There was so much I didn’t know.

This September, I’m honored to be working with a group of passionate and generous women who have created AlzAuthors, a blogsite with over 100 resources for people living with Alzheimer’s and dementia.

Next week, as World Alzheimer’s Month comes to a close, AlzAuthors will be holding an eBook sale from September 27th – 30th to honor those who are living with this disease.

In memory of my sweet Mom, the Kindle version of Motherhood: Lost and Found will be available at its lowest price on Wednesday, Sept. 27th, and deeply discounted through Sept. 30th.

As a special package, if you buy the eBook, the audiobook is available for only $7.49, instead of $21.95, a discount of almost 70 percent.

Last, but not least, my publisher is offering a drawing for a free audiobook on Twitter.

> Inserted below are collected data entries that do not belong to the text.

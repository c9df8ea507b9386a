use std::path::{Path, PathBuf};

use symref::context::{ContextOptions, DocumentationContext};
use symref::diagnostics::DiagnosticCollector;
use symref::graph;

pub const BUNDLE_ID: &str = "org.swift.MixedFramework";

pub fn fixture_dir() -> PathBuf {
    Path::new(env!("CARGO_MANIFEST_DIR")).join("tests/fixtures/mixed")
}

/// Context over the Swift and Objective-C graphs of the mixed fixture.
pub fn mixed_context() -> (DocumentationContext, DiagnosticCollector) {
    let graphs = graph::load_all(&[fixture_dir().join("graphs")]).unwrap();
    let options = ContextOptions { bundle_id: BUNDLE_ID.to_string(), inherit_docs: false };
    let mut engine = DiagnosticCollector::new();
    let context = DocumentationContext::build(&graphs, &options, &mut engine);
    (context, engine)
}
impl Symbol {
    /// A module's own symbol. Its precise identifier is the module name.
    pub fn module(name: &str, language: SourceLanguage) -> Self {
        let mut names = BTreeMap::new();
        names.insert(language.clone(), Vec::new());
        return Self {
            declaration: None,
            default_implementations: BTreeMap::new(),
            doc_comment: None,
            is_required: false,
            kind: SymbolKind::Module,
            language,
            module: name.to_string(),
            names,
            origin: None,
            precise_id: name.to_string(),
            relationships: BTreeMap::new(),
            swift_extension: None,
            title: name.to_string(),
        };
    }

    /// First paragraph of the documentation comment.
    pub fn abstract_text(&self) -> Option<String> {
        let comment = self.doc_comment.as_ref()?;
        let paragraph: Vec<&str> = comment
            .lines
            .iter()
            .map(|line| return line.trim())
            .skip_while(|line| return line.is_empty())
            .take_while(|line| return !line.is_empty())
            .collect();
        if paragraph.is_empty() {
            return None;
        }
        return Some(paragraph.join(" "));
    }

    /// Record a generic constraint contributed by an extension to a type from
    /// `extended_module`.
    pub fn add_swift_extension_constraint(
        &mut self,
        extended_module: &str,
        extended_kind: SymbolKind,
        constraint: GenericConstraint,
    ) {
        let extension = self.swift_extension.get_or_insert_with(|| {
            return SwiftExtension {
                constraints: Vec::new(),
                extended_kind,
                extended_module: extended_module.to_string(),
            };
        });
        if !extension.constraints.contains(&constraint) {
            extension.constraints.push(constraint);
        }
    }

    /// Mutable default-implementations section for `selector`, created on demand.
    pub fn default_implementations_mut(&mut self, selector: &Selector) -> &mut DefaultImplementationsSection {
        return self.default_implementations.entry(selector.clone()).or_default();
    }

    /// Text shown next to this symbol in disambiguation solutions.
    pub fn hint(&self) -> &str {
        return self.declaration.as_deref().unwrap_or(&self.title);
    }

    /// Whether the doc comment was written in `module_name`.
    ///
    /// `None` when there is no comment to judge. A comment whose graph
    /// doesn't record a module is treated as written in place.
    pub fn is_doc_comment_from_same_module(&self, module_name: &str) -> Option<bool> {
        let comment = self.doc_comment.as_ref().filter(|c| return !c.lines.is_empty())?;
        return Some(comment.module.as_deref().is_none_or(|module| return module == module_name));
    }

    /// Path components in the primary language.
    pub fn path_components(&self) -> &[String] {
        return self.names.get(&self.language).map_or(&[], Vec::as_slice);
    }

    /// Mutable relationships section for `selector`, created on demand.
    pub fn relationships_mut(&mut self, selector: &Selector) -> &mut RelationshipsSection {
        return self.relationships.entry(selector.clone()).or_default();
    }
}

/// Handle to a symbol in a [`SymbolStore`].
#[derive(Debug, Clone, Copy, PartialEq, Eq, PartialOrd, Ord, Hash)]
pub struct SymbolId(usize);

/// Arena of all symbols in a pass, indexed by precise identifier.
#[derive(Debug, Default)]
pub struct SymbolStore {
    /// Symbols by module and primary path, for locating enclosing symbols.
    by_path: HashMap<(String, Vec<String>), SymbolId>,
    /// Symbols by precise identifier.
    index: HashMap<String, SymbolId>,
    /// Arena storage.
    symbols: Vec<Symbol>,
}

impl SymbolStore {
    /// Empty store.
    pub fn new() -> Self {
        return Self::default();
    }

    /// Symbol by handle.
    pub fn get(&self, id: SymbolId) -> Option<&Symbol> {
        return self.symbols.get(id.0);
    }

    /// Mutable symbol by handle.
    pub fn get_mut(&mut self, id: SymbolId) -> Option<&mut Symbol> {
        return self.symbols.get_mut(id.0);
    }

    /// Add a symbol, or merge its spellings into the one already stored under
    /// the same precise identifier. The first insertion decides the primary
    /// language.
    pub fn insert(&mut self, symbol: Symbol) -> SymbolId {
        if let Some(&existing) = self.index.get(&symbol.precise_id) {
            if let Some(stored) = self.symbols.get_mut(existing.0) {
                for (language, path) in symbol.names {
                    stored.names.entry(language).or_insert(path);
                }
            }
            return existing;
        }

        let id = SymbolId(self.symbols.len());
        self.index.insert(symbol.precise_id.clone(), id);
        self.by_path
            .entry((symbol.module.clone(), symbol.path_components().to_vec()))
            .or_insert(id);
        self.symbols.push(symbol);
        return id;
    }

    /// Whether the store holds no symbols.
    pub fn is_empty(&self) -> bool {
        return self.symbols.is_empty();
    }

    /// All symbols, in insertion order.
    pub fn iter(&self) -> impl Iterator<Item = (SymbolId, &Symbol)> {
        return self.symbols.iter().enumerate().map(|(index, symbol)| return (SymbolId(index), symbol));
    }

    /// Number of stored symbols.
    pub fn len(&self) -> usize {
        return self.symbols.len();
    }

    /// Handle for a precise identifier.
    pub fn lookup(&self, precise_id: &str) -> Option<SymbolId> {
        return self.index.get(precise_id).copied();
    }

    /// The symbol whose primary path is this symbol's path minus its last
    /// component. Top-level symbols resolve to their module.
    pub fn parent_of(&self, id: SymbolId) -> Option<SymbolId> {
        let symbol = self.get(id)?;
        let (_, prefix) = symbol.path_components().split_last()?;
        return self.by_path.get(&(symbol.module.clone(), prefix.to_vec())).copied();
    }

    /// Symbol by precise identifier.
    pub fn symbol(&self, precise_id: &str) -> Option<&Symbol> {
        return self.lookup(precise_id).and_then(|id| return self.get(id));
    }
}

/// Curation graph: which pages appear under which.
#[derive(Debug, Default, PartialEq, Eq, Serialize)]
pub struct TopicGraph {
    /// Containment edges, parent to children.
    edges: BTreeMap<String, BTreeSet<String>>,
    /// Every page that can take part in an edge.
    nodes: BTreeSet<String>,
}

To enter, follow Laura Ponticello https://twitter.com/lauraslist and Ann Campanella https://twitter.com/authorAnnC on Twitter and follow Laura’s instructions.

I like to think of Motherhood: Lost and Found as my love letter to those who are dealing with grief. Without support, it’s a lonely road.

Please feel free to share this post with anyone who is in a season of caretaking. Sending out prayers of hope to all.

My mom, Sydney and me on my birthday 15 years ago.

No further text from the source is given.